(Dataset excerpts)
//! CPU-side sprite batching and the GPU buffers it streams into.
//!
//! The frame driver rebuilds a `SpriteBatch` every frame in draw order, then
//! `MeshBuffers::upload` copies it to the GPU. Consecutive quads that share a
//! texture collapse into one draw call.

use std::sync::Arc;

use crate::vertex::SpriteVertex;

/// A contiguous run of indices drawn with one texture binding.
#[derive(Debug, Clone, PartialEq)]
pub struct DrawCall {
    pub texture_key: Arc<str>,
    pub index_start: u32,
    pub index_count: u32,
}

#[derive(Debug, Default)]
pub struct SpriteBatch {
    pub vertices: Vec<SpriteVertex>,
    pub indices: Vec<u32>,
    pub draw_calls: Vec<DrawCall>,
}

impl SpriteBatch {
    pub fn new() -> Self {
        Self::default()
    }

    pub fn clear(&mut self) {
        self.vertices.clear();
        self.indices.clear();
        self.draw_calls.clear();
    }

    pub fn push_quad(
        &mut self,
        texture_key: &str,
        center: [f32; 2],
        size: [f32; 2],
        color: [f32; 4],
    ) {
        let base_index = self.vertices.len() as u32;
        self.vertices
            .extend_from_slice(&SpriteVertex::quad(center, size, color));

        let draw_start = self.indices.len() as u32;
        self.indices.extend_from_slice(&[
            base_index,
            base_index + 1,
            base_index + 2,
            base_index,
            base_index + 2,
            base_index + 3,
        ]);
        self.push_draw_call(texture_key, draw_start, 6);
    }

    pub fn sprite_count(&self) -> usize {
        self.vertices.len() / 4
    }

    pub fn is_empty(&self) -> bool {
        self.vertices.is_empty()
    }

    /// Number of texture rebinds the draw calls will need.
    pub fn texture_binds(&self) -> usize {
        let mut binds = 0usize;
        let mut current: Option<&str> = None;
        for draw in &self.draw_calls {
            let key: &str = &draw.texture_key;
            if current != Some(key) {
                current = Some(key);
                binds += 1;
            }
        }
        binds
    }

    fn push_draw_call(&mut self, texture_key: &str, index_start: u32, index_count: u32) {
        if let Some(last) = self.draw_calls.last_mut() {
            let contiguous = last.index_start + last.index_count == index_start;
            if &*last.texture_key == texture_key && contiguous {
                last.index_count += index_count;
                return;
            }
        }
        self.draw_calls.push(DrawCall {
            texture_key: Arc::from(texture_key),
            index_start,
            index_count,
        });
    }
}

/// Vertex and index buffers that grow (power of two) but never shrink.
pub struct MeshBuffers {
    pub vertex_buffer: wgpu::Buffer,
    pub index_buffer: wgpu::Buffer,
    vertex_capacity: usize,
    index_capacity: usize,
}

impl MeshBuffers {
    pub fn new(device: &wgpu::Device) -> Self {
        Self {
            vertex_buffer: create_vertex_buffer(device, 4),
            index_buffer: create_index_buffer(device, 6),
            vertex_capacity: 4,
            index_capacity: 6,
        }
    }

    pub fn upload(&mut self, device: &wgpu::Device, queue: &wgpu::Queue, batch: &SpriteBatch) {
        let needed_vertices = batch.vertices.len().max(1);
        if needed_vertices > self.vertex_capacity {
            self.vertex_capacity = needed_vertices.next_power_of_two();
            self.vertex_buffer = create_vertex_buffer(device, self.vertex_capacity);
        }
        let needed_indices = batch.indices.len().max(1);
        if needed_indices > self.index_capacity {
            self.index_capacity = needed_indices.next_power_of_two();
            self.index_buffer = create_index_buffer(device, self.index_capacity);
        }

        if !batch.vertices.is_empty() {
            queue.write_buffer(
                &self.vertex_buffer,
                0,
                bytemuck::cast_slice(&batch.vertices),
            );
        }
        if !batch.indices.is_empty() {
            queue.write_buffer(&self.index_buffer, 0, bytemuck::cast_slice(&batch.indices));
        }
    }

    pub fn memory_bytes(&self) -> usize {
        self.vertex_capacity * std::mem::size_of::<SpriteVertex>()
            + self.index_capacity * std::mem::size_of::<u32>()
    }
}

fn create_vertex_buffer(device: &wgpu::Device, vertex_capacity: usize) -> wgpu::Buffer {
    let byte_len = (vertex_capacity * std::mem::size_of::<SpriteVertex>()).max(1) as u64;
    device.create_buffer(&wgpu::BufferDescriptor {
        label: Some("Sprite Vertex Buffer"),
        size: byte_len,
        usage: wgpu::BufferUsages::VERTEX | wgpu::BufferUsages::COPY_DST,
        mapped_at_creation: false,
    })
}

fn create_index_buffer(device: &wgpu::Device, index_capacity: usize) -> wgpu::Buffer {
    let byte_len = (index_capacity * std::mem::size_of::<u32>()).max(1) as u64;
    device.create_buffer(&wgpu::BufferDescriptor {
        label: Some("Sprite Index Buffer"),
        size: byte_len,
        usage: wgpu::BufferUsages::INDEX | wgpu::BufferUsages::COPY_DST,
        mapped_at_creation: false,
    })
}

**Exercise**
Output all of the data in full, exactly as given.

**Output for this exercise**
//! CPU-side sprite batching and the GPU buffers it streams into.
//!
//! The frame driver rebuilds a `SpriteBatch` every frame in draw order, then
//! `MeshBuffers::upload` copies it to the GPU. Consecutive quads that share a
//! texture collapse into one draw call.

use std::sync::Arc;

use crate::vertex::SpriteVertex;

/// A contiguous run of indices drawn with one texture binding.
#[derive(Debug, Clone, PartialEq)]
pub struct DrawCall {
    pub texture_key: Arc<str>,
    pub index_start: u32,
    pub index_count: u32,
}

#[derive(Debug, Default)]
pub struct SpriteBatch {
    pub vertices: Vec<SpriteVertex>,
    pub indices: Vec<u32>,
    pub draw_calls: Vec<DrawCall>,
}

impl SpriteBatch {
    pub fn new() -> Self {
        Self::default()
    }

    pub fn clear(&mut self) {
        self.vertices.clear();
        self.indices.clear();
        self.draw_calls.clear();
    }

    pub fn push_quad(
        &mut self,
        texture_key: &str,
        center: [f32; 2],
        size: [f32; 2],
        color: [f32; 4],
    ) {
        let base_index = self.vertices.len() as u32;
        self.vertices
            .extend_from_slice(&SpriteVertex::quad(center, size, color));

        let draw_start = self.indices.len() as u32;
        self.indices.extend_from_slice(&[
            base_index,
            base_index + 1,
            base_index + 2,
            base_index,
            base_index + 2,
            base_index + 3,
        ]);
        self.push_draw_call(texture_key, draw_start, 6);
    }

    pub fn sprite_count(&self) -> usize {
        self.vertices.len() / 4
    }

    pub fn is_empty(&self) -> bool {
        self.vertices.is_empty()
    }

    /// Number of texture rebinds the draw calls will need.
    pub fn texture_binds(&self) -> usize {
        let mut binds = 0usize;
        let mut current: Option<&str> = None;
        for draw in &self.draw_calls {
            let key: &str = &draw.texture_key;
            if current != Some(key) {
                current = Some(key);
                binds += 1;
            }
        }
        binds
    }

    fn push_draw_call(&mut self, texture_key: &str, index_start: u32, index_count: u32) {
        if let Some(last) = self.draw_calls.last_mut() {
            let contiguous = last.index_start + last.index_count == index_start;
            if &*last.texture_key == texture_key && contiguous {
                last.index_count += index_count;
                return;
            }
        }
        self.draw_calls.push(DrawCall {
            texture_key: Arc::from(texture_key),
            index_start,
            index_count,
        });
    }
}

/// Vertex and index buffers that grow (power of two) but never shrink.
pub struct MeshBuffers {
    pub vertex_buffer: wgpu::Buffer,
    pub index_buffer: wgpu::Buffer,
    vertex_capacity: usize,
    index_capacity: usize,
}

impl MeshBuffers {
    pub fn new(device: &wgpu::Device) -> Self {
        Self {
            vertex_buffer: create_vertex_buffer(device, 4),
            index_buffer: create_index_buffer(device, 6),
            vertex_capacity: 4,
            index_capacity: 6,
        }
    }

    pub fn upload(&mut self, device: &wgpu::Device, queue: &wgpu::Queue, batch: &SpriteBatch) {
        let needed_vertices = batch.vertices.len().max(1);
        if needed_vertices > self.vertex_capacity {
            self.vertex_capacity = needed_vertices.next_power_of_two();
            self.vertex_buffer = create_vertex_buffer(device, self.vertex_capacity);
        }
        let needed_indices = batch.indices.len().max(1);
        if needed_indices > self.index_capacity {
            self.index_capacity = needed_indices.next_power_of_two();
            self.index_buffer = create_index_buffer(device, self.index_capacity);
        }

        if !batch.vertices.is_empty() {
            queue.write_buffer(
                &self.vertex_buffer,
                0,
                bytemuck::cast_slice(&batch.vertices),
            );
        }
        if !batch.indices.is_empty() {
            queue.write_buffer(&self.index_buffer, 0, bytemuck::cast_slice(&batch.indices));
        }
    }

    pub fn memory_bytes(&self) -> usize {
        self.vertex_capacity * std::mem::size_of::<SpriteVertex>()
            + self.index_capacity * std::mem::size_of::<u32>()
    }
}

fn create_vertex_buffer(device: &wgpu::Device, vertex_capacity: usize) -> wgpu::Buffer {
    let byte_len = (vertex_capacity * std::mem::size_of::<SpriteVertex>()).max(1) as u64;
    device.create_buffer(&wgpu::BufferDescriptor {
        label: Some("Sprite Vertex Buffer"),
        size: byte_len,
        usage: wgpu::BufferUsages::VERTEX | wgpu::BufferUsages::COPY_DST,
        mapped_at_creation: false,
    })
}

fn create_index_buffer(device: &wgpu::Device, index_capacity: usize) -> wgpu::Buffer {
    let byte_len = (index_capacity * std::mem::size_of::<u32>()).max(1) as u64;
    device.create_buffer(&wgpu::BufferDescriptor {
        label: Some("Sprite Index Buffer"),
        size: byte_len,
        usage: wgpu::BufferUsages::INDEX | wgpu::BufferUsages::COPY_DST,
        mapped_at_creation: false,
    })
}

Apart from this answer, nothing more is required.